The data —
——

use serde::{Deserialize, Serialize};

use crate::SERVICE_ACCESS_ROLE;
use crate::domain::auth::{AuthenticatedUser, check_role, has_list_access};
use crate::domain::purchase_request::{PurchaseRequest, PurchaseRequestListQuery, RequestStatus};
use crate::domain::submission::{NewSubmission, Submission, SubmissionListQuery};
use crate::forms::submissions::SubmitStockForm;
use crate::pagination::{DEFAULT_ITEMS_PER_PAGE, Paginated};
use crate::repository::{ListReader, PurchaseRequestReader, SubmissionReader, SubmissionWriter};
use crate::services::{ServiceError, ServiceResult};

/// Outcome of a stock check-in returned to the submitting collaborator.
#[derive(Debug, Serialize)]
pub struct SubmissionReceipt {
    /// Identifier of the created submission.
    pub submission_id: i32,
    /// Number of purchase requests the check-in generated.
    pub requests_created: usize,
}

/// Applies a collaborator's batch of counted quantities to a list and
/// materializes the reviewable submission.
///
/// The caller must have access to the list: same hub and either the admin
/// role or a collaborator assignment. Trashed lists are treated as absent.
pub fn submit_stock_batch<R>(
    repo: &R,
    user: &AuthenticatedUser,
    list_id: i32,
    form: SubmitStockForm,
) -> ServiceResult<SubmissionReceipt>
where
    R: ListReader + SubmissionWriter + ?Sized,
{
    let list = repo
        .get_list_by_id(list_id, user.hub_id)
        .map_err(ServiceError::from)?
        .ok_or(ServiceError::NotFound)?;

    if list.deleted {
        return Err(ServiceError::NotFound);
    }

    if !has_list_access(user, &list) {
        return Err(ServiceError::Unauthorized);
    }

    let edits = form
        .into_edits()
        .map_err(|err| ServiceError::Form(err.to_string()))?;

    let mut new_submission = NewSubmission::new(list_id, user.hub_id, &user.email);
    new_submission.edits = edits;

    let submission = repo
        .create_submission(&new_submission)
        .map_err(ServiceError::from)?;

    log::info!(
        "stock batch for list {list_id} submitted by {}: submission {} with {} requests",
        user.email,
        submission.id,
        submission.request_count
    );

    Ok(SubmissionReceipt {
        submission_id: submission.id,
        requests_created: submission.requests.len(),
    })
}

/// Query parameters accepted by the pending-requests review page.
#[derive(Debug, Default, Deserialize)]
pub struct PendingRequestsQuery {
    /// Restrict to requests whose item is tracked on this list.
    pub list_id: Option<i32>,
    /// Page requested by the UI (1-based).
    pub page: Option<usize>,
}

/// Lists the hub's pending purchase requests for review.
pub fn list_pending_requests<R>(
    repo: &R,
    user: &AuthenticatedUser,
    query: PendingRequestsQuery,
) -> ServiceResult<Paginated<PurchaseRequest>>
where
    R: PurchaseRequestReader + ?Sized,
{
    if !check_role(SERVICE_ACCESS_ROLE, &user.roles) {
        return Err(ServiceError::Unauthorized);
    }

    let page = query.page.unwrap_or(1);
    let mut list_query = PurchaseRequestListQuery::new(user.hub_id)
        .status(RequestStatus::Pending)
        .paginate(page, DEFAULT_ITEMS_PER_PAGE);

    if let Some(list_id) = query.list_id {
        list_query = list_query.list_id(list_id);
    }

    let (total, requests) = repo.list_requests(list_query).map_err(ServiceError::from)?;
    let total_pages = total.div_ceil(DEFAULT_ITEMS_PER_PAGE);

    Ok(Paginated::new(requests, page, total_pages))
}

/// Fetches one submission with its requests for review.
pub fn get_submission<R>(
    repo: &R,
    user: &AuthenticatedUser,
    submission_id: i32,
) -> ServiceResult<Submission>
where
    R: SubmissionReader + ?Sized,
{
    if !check_role(SERVICE_ACCESS_ROLE, &user.roles) {
        return Err(ServiceError::Unauthorized);
    }

    repo.get_submission_by_id(submission_id, user.hub_id)
        .map_err(ServiceError::from)?
        .ok_or(ServiceError::NotFound)
}

/// Query parameters accepted by the submissions review page.
#[derive(Debug, Default, Deserialize)]
pub struct SubmissionsQuery {
    /// Restrict to submissions of this list.
    pub list_id: Option<i32>,
    /// Page requested by the UI (1-based).
    pub page: Option<usize>,
}

/// Lists the hub's submissions, newest first.
pub fn list_submissions<R>(
    repo: &R,
    user: &AuthenticatedUser,
    query: SubmissionsQuery,
) -> ServiceResult<Paginated<Submission>>
where
    R: SubmissionReader + ?Sized,
{
    if !check_role(SERVICE_ACCESS_ROLE, &user.roles) {
        return Err(ServiceError::Unauthorized);
    }

    let page = query.page.unwrap_or(1);
    let mut list_query =
        SubmissionListQuery::new(user.hub_id).paginate(page, DEFAULT_ITEMS_PER_PAGE);

    if let Some(list_id) = query.list_id {
        list_query = list_query.list_id(list_id);
    }

    let (total, submissions) = repo
        .list_submissions(list_query)
        .map_err(ServiceError::from)?;
    let total_pages = total.div_ceil(DEFAULT_ITEMS_PER_PAGE);

    Ok(Paginated::new(submissions, page, total_pages))
}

——

Problem requirements —
Could you return exactly the lines above from the line with "if !has_list_access(user, &list)" to the line with "batch for list", both included, and nothing else?

Response to this task —
    if !has_list_access(user, &list) {
        return Err(ServiceError::Unauthorized);
    }

    let edits = form
        .into_edits()
        .map_err(|err| ServiceError::Form(err.to_string()))?;

    let mut new_submission = NewSubmission::new(list_id, user.hub_id, &user.email);
    new_submission.edits = edits;

    let submission = repo
        .create_submission(&new_submission)
        .map_err(ServiceError::from)?;

    log::info!(
        "stock batch for list {list_id} submitted by {}: submission {} with {} requests",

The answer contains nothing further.